• Task requirements:
Retype only the lines at the head of the records, first through the one with "const KEYWORDS: &[&str]", exactly as written.
┌─ Available records
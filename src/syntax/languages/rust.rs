//! Rust grammar.

use super::{c, hex_digit, identifier, keyword, keywords};
use crate::syntax::grammar::{
    any_char, but, ch, choice, highlight, one_or_more, optional, range, repetition, rule,
    sequence, text, Expr, Grammar, Style,
};

const KEYWORDS: &[&str] = &[
    "let", "mut", "if", "else", "while", "for", "in", "loop", "match", "break",
    "continue", "return", "fn", "struct", "enum", "trait", "type", "impl", "where",
    "pub", "use", "mod",
];

// Block comments nest, so the rule refers to itself.
const BLOCK_COMMENT: usize = 0;

fn block_comment() -> Expr {
    sequence![
        text("/*"),
        repetition(choice![rule(BLOCK_COMMENT), but(text("*/"))]),
        optional(text("*/")),
    ]
}

fn string() -> Expr {
    // Strings may span lines.
    sequence![
        ch('"'),
        repetition(choice![c::escape(), but(ch('"'))]),
        optional(ch('"')),
    ]
}

fn digits() -> Expr {
    sequence![
        range('0', '9'),
        repetition(sequence![optional(ch('_')), range('0', '9')]),
    ]
}

fn number() -> Expr {
    choice![
        sequence![
            ch('0'),
            choice![ch('x'), ch('X')],
            one_or_more(choice![hex_digit(), ch('_')]),
        ],
        sequence![
            ch('0'),
            choice![ch('b'), ch('B')],
            one_or_more(choice![range('0', '1'), ch('_')]),
        ],
        sequence![digits(), optional(ch('.')), optional(digits())],
    ]
}

fn types() -> Expr {
    choice![
        keyword(text("bool")),
        keyword(text("char")),
        keyword(sequence![
            choice![ch('u'), ch('i')],
            choice![text("8"), text("16"), text("32"), text("64"), text("128"), text("size")],
        ]),
        keyword(sequence![ch('f'), choice![text("32"), text("64")]]),
        keyword(text("str")),
    ]
}

/// `fn` declarations get their name styled as a function.
fn fn_declaration() -> Expr {
    sequence![
        highlight(Style::Word, highlight(Style::Keyword, keyword(text("fn")))),
        one_or_more(ch(' ')),
        highlight(Style::Word, highlight(Style::Function, identifier())),
    ]
}

pub(super) fn grammar() -> Grammar {
    let top = repetition(choice![
        // comments
        highlight(
            Style::Comment,
            choice![
                rule(BLOCK_COMMENT),
                sequence![text("//"), repetition(but(ch('\n')))],
            ],
        ),
        // strings
        highlight(Style::Word, highlight(Style::Str, string())),
        // numbers
        highlight(Style::Word, highlight(Style::Literal, number())),
        // literals
        highlight(Style::Word, highlight(Style::Literal, keywords(&["false", "true"]))),
        // function declarations, before the bare keyword alternative
        fn_declaration(),
        // keywords
        highlight(Style::Word, highlight(Style::Keyword, keywords(KEYWORDS))),
        // types
        highlight(Style::Word, highlight(Style::Type, types())),
        // identifiers
        highlight(Style::Word, identifier()),
        any_char(),
    ]);
    Grammar::with_rules(vec![block_comment()], top)
}
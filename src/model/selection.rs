//! Directed selections and the ordered multi-selection collection.

/// A directed range of bytes. `head` is the caret, `tail` the anchor; equal
/// endpoints make a bare cursor. The selected text is `[min, max)`.
#[derive(Debug, Clone, Copy, PartialEq, Eq)]
pub struct Selection {
    pub tail: usize,
    pub head: usize,
}

impl Selection {
    /// A bare cursor.
    pub fn cursor(position: usize) -> Self {
        Selection {
            tail: position,
            head: position,
        }
    }

    pub fn new(tail: usize, head: usize) -> Self {
        Selection { tail, head }
    }

    pub fn is_cursor(&self) -> bool {
        self.tail == self.head
    }

    pub fn is_reversed(&self) -> bool {
        self.tail > self.head
    }

    pub fn min(&self) -> usize {
        self.tail.min(self.head)
    }

    pub fn max(&self) -> usize {
        self.tail.max(self.head)
    }

    pub fn len(&self) -> usize {
        self.max() - self.min()
    }

    /// Translate both endpoints forward by `n` bytes.
    pub fn shift_forward(&mut self, n: usize) {
        self.tail += n;
        self.head += n;
    }

    /// Translate both endpoints back by `n` bytes.
    pub fn shift_back(&mut self, n: usize) {
        self.tail -= n;
        self.head -= n;
    }

    /// Collapse to a bare cursor at `position`.
    pub fn collapse_to(&mut self, position: usize) {
        self.tail = position;
        self.head = position;
    }

    /// Whether a point is inside the selected range. A bare cursor contains
    /// exactly its own position.
    pub fn contains(&self, position: usize) -> bool {
        if self.is_cursor() {
            position == self.head
        } else {
            self.min() <= position && position < self.max()
        }
    }
}

/// Ordered, non-overlapping selections. Never empty: the initial state is a
/// single bare cursor at offset 0.
///
/// The last-active index tracks the selection most recently created or
/// modified; it survives collapse whenever the selection it points at does.
#[derive(Debug, Clone)]
pub struct Selections {
    items: Vec<Selection>,
    last_active: usize,
}

impl Selections {
    pub fn new() -> Self {
        Selections {
            items: vec![Selection::cursor(0)],
            last_active: 0,
        }
    }

    pub fn len(&self) -> usize {
        self.items.len()
    }

    pub fn iter(&self) -> std::slice::Iter<'_, Selection> {
        self.items.iter()
    }

    pub fn get(&self, index: usize) -> Selection {
        self.items[index]
    }

    pub fn get_mut(&mut self, index: usize) -> &mut Selection {
        &mut self.items[index]
    }

    pub fn last_active_index(&self) -> usize {
        self.last_active
    }

    pub fn last_active(&self) -> Selection {
        self.items[self.last_active]
    }

    pub fn last_active_mut(&mut self) -> &mut Selection {
        &mut self.items[self.last_active]
    }

    /// Replace everything with a single selection.
    pub fn set_single(&mut self, selection: Selection) {
        self.items.clear();
        self.items.push(selection);
        self.last_active = 0;
    }

    /// Insert a new selection at its sorted position and make it last-active.
    pub fn insert_sorted(&mut self, selection: Selection) {
        let index = self
            .items
            .partition_point(|s| s.min() <= selection.min());
        self.items.insert(index, selection);
        self.last_active = index;
    }

    /// Index of the selection containing `position`, if any.
    pub fn find_containing(&self, position: usize) -> Option<usize> {
        self.items.iter().position(|s| s.contains(position))
    }

    /// Remove the selection at `index`. Refuses to empty the collection.
    /// Returns whether a removal happened.
    pub fn remove(&mut self, index: usize) -> bool {
        if self.items.len() == 1 {
            return false;
        }
        self.items.remove(index);
        if self.last_active == index {
            self.last_active = self.items.len() - 1;
        } else if self.last_active > index {
            self.last_active -= 1;
        }
        true
    }

    /// Merge overlapping and touching neighbours (and duplicate carets).
    ///
    /// The merged head follows the direction of the most recent movement:
    /// with `reverse_direction` the caret lands on the low end, otherwise on
    /// the high end. Idempotent.
    pub fn collapse(&mut self, reverse_direction: bool) {
        // Per-selection movement can reorder the set (a caret stepping onto
        // the line of an earlier selection); restore min-order first,
        // keeping last-active pinned to the same selection.
        if !self.items.windows(2).all(|w| w[0].min() <= w[1].min()) {
            let active = self.items[self.last_active];
            self.items.sort_by_key(|s| s.min());
            self.last_active = self
                .items
                .iter()
                .position(|s| *s == active)
                .unwrap_or(self.items.len() - 1);
        }
        let mut i = 0;
        while i + 1 < self.items.len() {
            let a = self.items[i];
            let b = self.items[i + 1];
            if a.max() >= b.min() || a.head == b.head {
                let low = a.min();
                let high = a.max().max(b.max());
                self.items[i] = if reverse_direction {
                    Selection::new(high, low)
                } else {
                    Selection::new(low, high)
                };
                self.items.remove(i + 1);
                if self.last_active >= i + 1 {
                    self.last_active -= 1;
                }
            } else {
                i += 1;
            }
        }
        debug_assert!(self.check_invariants());
    }

    /// Sorted, pairwise disjoint, non-empty.
    fn check_invariants(&self) -> bool {
        !self.items.is_empty()
            && self.last_active < self.items.len()
            && self.items.windows(2).all(|w| w[0].max() < w[1].min())
    }
}

impl Default for Selections {
    fn default() -> Self {
        Self::new()
    }
}

#[cfg(test)]
mod tests {
    use super::*;

    #[test]
    fn test_direction_and_range() {
        let s = Selection::new(5, 2);
        assert!(s.is_reversed());
        assert_eq!(s.min(), 2);
        assert_eq!(s.max(), 5);
        assert_eq!(s.len(), 3);
        assert!(s.contains(2));
        assert!(s.contains(4));
        assert!(!s.contains(5));
    }

    #[test]
    fn test_bare_cursor_contains_itself() {
        let s = Selection::cursor(3);
        assert!(s.is_cursor());
        assert!(s.contains(3));
        assert!(!s.contains(2));
        assert!(!s.contains(4));
    }

    #[test]
    fn test_shift_arithmetic() {
        let mut s = Selection::new(2, 4);
        s.shift_forward(3);
        assert_eq!(s, Selection::new(5, 7));
        s.shift_back(5);
        assert_eq!(s, Selection::new(0, 2));
    }

    #[test]
    fn test_insert_sorted_updates_last_active() {
        let mut sels = Selections::new();
        sels.set_single(Selection::cursor(10));
        sels.insert_sorted(Selection::cursor(2));
        assert_eq!(sels.last_active_index(), 0);
        assert_eq!(sels.get(0).head, 2);
        sels.insert_sorted(Selection::cursor(20));
        assert_eq!(sels.last_active_index(), 2);
        assert_eq!(
            sels.iter().map(|s| s.head).collect::<Vec<_>>(),
            vec![2, 10, 20]
        );
    }

    #[test]
    fn test_remove_keeps_nonempty() {
        let mut sels = Selections::new();
        assert!(!sels.remove(0));
        sels.insert_sorted(Selection::cursor(5));
        assert!(sels.remove(0));
        assert_eq!(sels.len(), 1);
        assert_eq!(sels.last_active_index(), 0);
    }

    #[test]
    fn test_collapse_merges_overlap_forward() {
        let mut sels = Selections::new();
        sels.set_single(Selection::new(0, 4));
        sels.insert_sorted(Selection::new(3, 8));
        sels.collapse(false);
        assert_eq!(sels.len(), 1);
        assert_eq!(sels.get(0), Selection::new(0, 8));
    }

    #[test]
    fn test_collapse_merges_touching_reversed() {
        let mut sels = Selections::new();
        sels.set_single(Selection::new(0, 4));
        sels.insert_sorted(Selection::new(4, 8));
        sels.collapse(true);
        assert_eq!(sels.len(), 1);
        // Reversed merge: caret on the low end.
        assert_eq!(sels.get(0), Selection::new(8, 0));
    }

    #[test]
    fn test_collapse_merges_duplicate_carets() {
        let mut sels = Selections::new();
        sels.set_single(Selection::cursor(3));
        sels.insert_sorted(Selection::cursor(3));
        sels.collapse(false);
        assert_eq!(sels.len(), 1);
        assert_eq!(sels.get(0), Selection::cursor(3));
    }

    #[test]
    fn test_collapse_leaves_disjoint_alone() {
        let mut sels = Selections::new();
        sels.set_single(Selection::new(0, 2));
        sels.insert_sorted(Selection::new(4, 6));
        sels.collapse(false);
        assert_eq!(sels.len(), 2);
    }

    #[test]
    fn test_collapse_is_idempotent() {
        let mut sels = Selections::new();
        sels.set_single(Selection::new(0, 3));
        sels.insert_sorted(Selection::new(2, 5));
        sels.insert_sorted(Selection::new(7, 9));
        sels.collapse(false);
        let once: Vec<_> = sels.iter().copied().collect();
        sels.collapse(false);
        let twice: Vec<_> = sels.iter().copied().collect();
        assert_eq!(once, twice);
    }

    #[test]
    fn test_collapse_tracks_last_active_through_merge() {
        let mut sels = Selections::new();
        sels.set_single(Selection::new(0, 3));
        sels.insert_sorted(Selection::new(2, 5));
        // Last-active is index 1, which merges into index 0.
        assert_eq!(sels.last_active_index(), 1);
        sels.collapse(false);
        assert_eq!(sels.last_active_index(), 0);
    }

    #[test]
    fn test_collapse_chain_of_three() {
        let mut sels = Selections::new();
        sels.set_single(Selection::new(0, 3));
        sels.insert_sorted(Selection::new(3, 6));
        sels.insert_sorted(Selection::new(6, 9));
        sels.collapse(false);
        assert_eq!(sels.len(), 1);
        assert_eq!(sels.get(0), Selection::new(0, 9));
    }
}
└─
• Written reply:
filename src/syntax/languages/rust.rs
//! Rust grammar.

use super::{c, hex_digit, identifier, keyword, keywords};
use crate::syntax::grammar::{
    any_char, but, ch, choice, highlight, one_or_more, optional, range, repetition, rule,
    sequence, text, Expr, Grammar, Style,
};

const KEYWORDS: &[&str] = &[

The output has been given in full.